Cosi’ scrisse il partigiano Umberto Fusaroli Casadei in una sua memoria:
"Vinsi tutte le guerre giuste alle quali partecipai e persi tutte le paci susseguenti, avendo ovunque i capi tradito gli ideali per i quali combattemmo."
Altro e’ morire e altro e parlare di morte. Il dolore morale ha una base fisiologica; la ferita dei sentimenti non e’ solo una metafora…

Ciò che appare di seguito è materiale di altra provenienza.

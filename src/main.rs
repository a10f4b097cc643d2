// Demo driver: write seed-deterministic cracked-surface images as SVGs.
//
// Usage: polyfract [SEED_HEX] [COUNT]
// Artifacts land in out/, named after their seed, so any image can be
// regenerated by feeding its filename back in.

use std::env;
use std::error::Error;
use std::fs;

use polyfract::color::to_hex;
use polyfract::generate::{CanvasSize, generate};
use polyfract::io::SvgSurface;

fn main() -> Result<(), Box<dyn Error>> {
    env_logger::init();

    let mut args = env::args().skip(1);
    let mut seed: u64 = match args.next() {
        Some(raw) => u64::from_str_radix(raw.trim_start_matches("0x"), 16)?,
        None => rand::random::<u64>() % 0xFF_FFFF_FFFF,
    };
    let count: usize = match args.next() {
        Some(raw) => raw.parse()?,
        None => 1,
    };

    fs::create_dir_all("out")?;
    let canvas = CanvasSize::default();
    for _ in 0..count {
        let mut surface = SvgSurface::new(canvas.width, canvas.height);
        let mode = generate(seed, canvas, &mut surface)?;
        let name = format!("out/{}.svg", &to_hex(seed, 10)[1..]);
        surface.save(&name)?;
        log::info!("{name} ({mode:?})");
        // hop to an unrelated seed for the next artifact
        seed = seed.wrapping_add(rand::random::<u64>() % 0xFF_FFFF_FFFF) % 0xFF_FFFF_FFFF;
    }
    Ok(())
}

Lo stato-dell’informazione; lo stato non si e’ mai preoccupato della verita’, "ma solo di quella verita’ che gli e’ utile, o, per essere piu’ esatti, di cio’ che gli e’ utile, sia esso verita’, mezza verita’ o errore. Per lo stato sarebbe magnifico avere al suo servizio e al suo stipendio anche la verita; ma sa bene che e’ proprio dell’essenza della verita’ di non essere mai a servizio, e non prendere mai mercede."

Purtroppo la speranza che questo mondo di merda fosse maturo per la sua condanna si e’ dileguata
nella consapevoleza scettica che sia bene conoscere tutto quanto e’ accaduto essendo troppo tardi per fare qualcosa di meglio.

Si percorre inginocchiati tutta la scala dei sucessi politici.

Si chiede verita’. Ma la verita’ non e’ un ogetto. Non e’ qualcosa che si puo’ arrivere a possedere. La verita’ e’ molto piu’ semplice e molto piu’ terribile: essa e’ un accordo, che ognuno, individualmente e collettivamente, cerca senza simulazione e convenzione tra vivere, pensare, apparire e volere. Ma la verita’ di cui ci parlano i nostri "professori" ci appare come un qualcosa senza grandi pretese, "da cui non c’e da aspettarsi ne’ disordini ne’ cose straordinarie: una creatura tranquilla e benevola che si affanna a rassicurare tutti i poteri esistenti che nessuno, a causa sua, avra’ dei fastidi; in fondo non e’ che pura scienza".
Tutto oggi ha un carattere apologetico preparatorio; sembra che quel tanto di spirto che oggi e’ ancora attivo, sena essere consumato nel meccanismo degl guadagno e del potere, abbia come unico compito quello di difendere e scusare il presente e lo Stato:
Avanzano tumultuosi i tormentati schiavi delle tre M: il momento, la mentalita’, la moda:
sicche’ la mancanza di decoro e dignita’ salta davvero agli occhi e il senso di verita’ avanza per mancanza di idee.
Ciascuno e’ in fuga da se stesso. Odiamo il silenzio e ci stordiamo con la vita in societa’ dove, ognuno per aridita’ di sentimenti abilita la propria vivisezione.
Ogni parola e’ scritta inutilmente perche’ e’ solo una critica delle parole alle parole:
sulla nostra lapide scriveranno: non hanno turbato nessuno.
La memoria e’ viva solo quando insegna ad uccidere il proprio tempo.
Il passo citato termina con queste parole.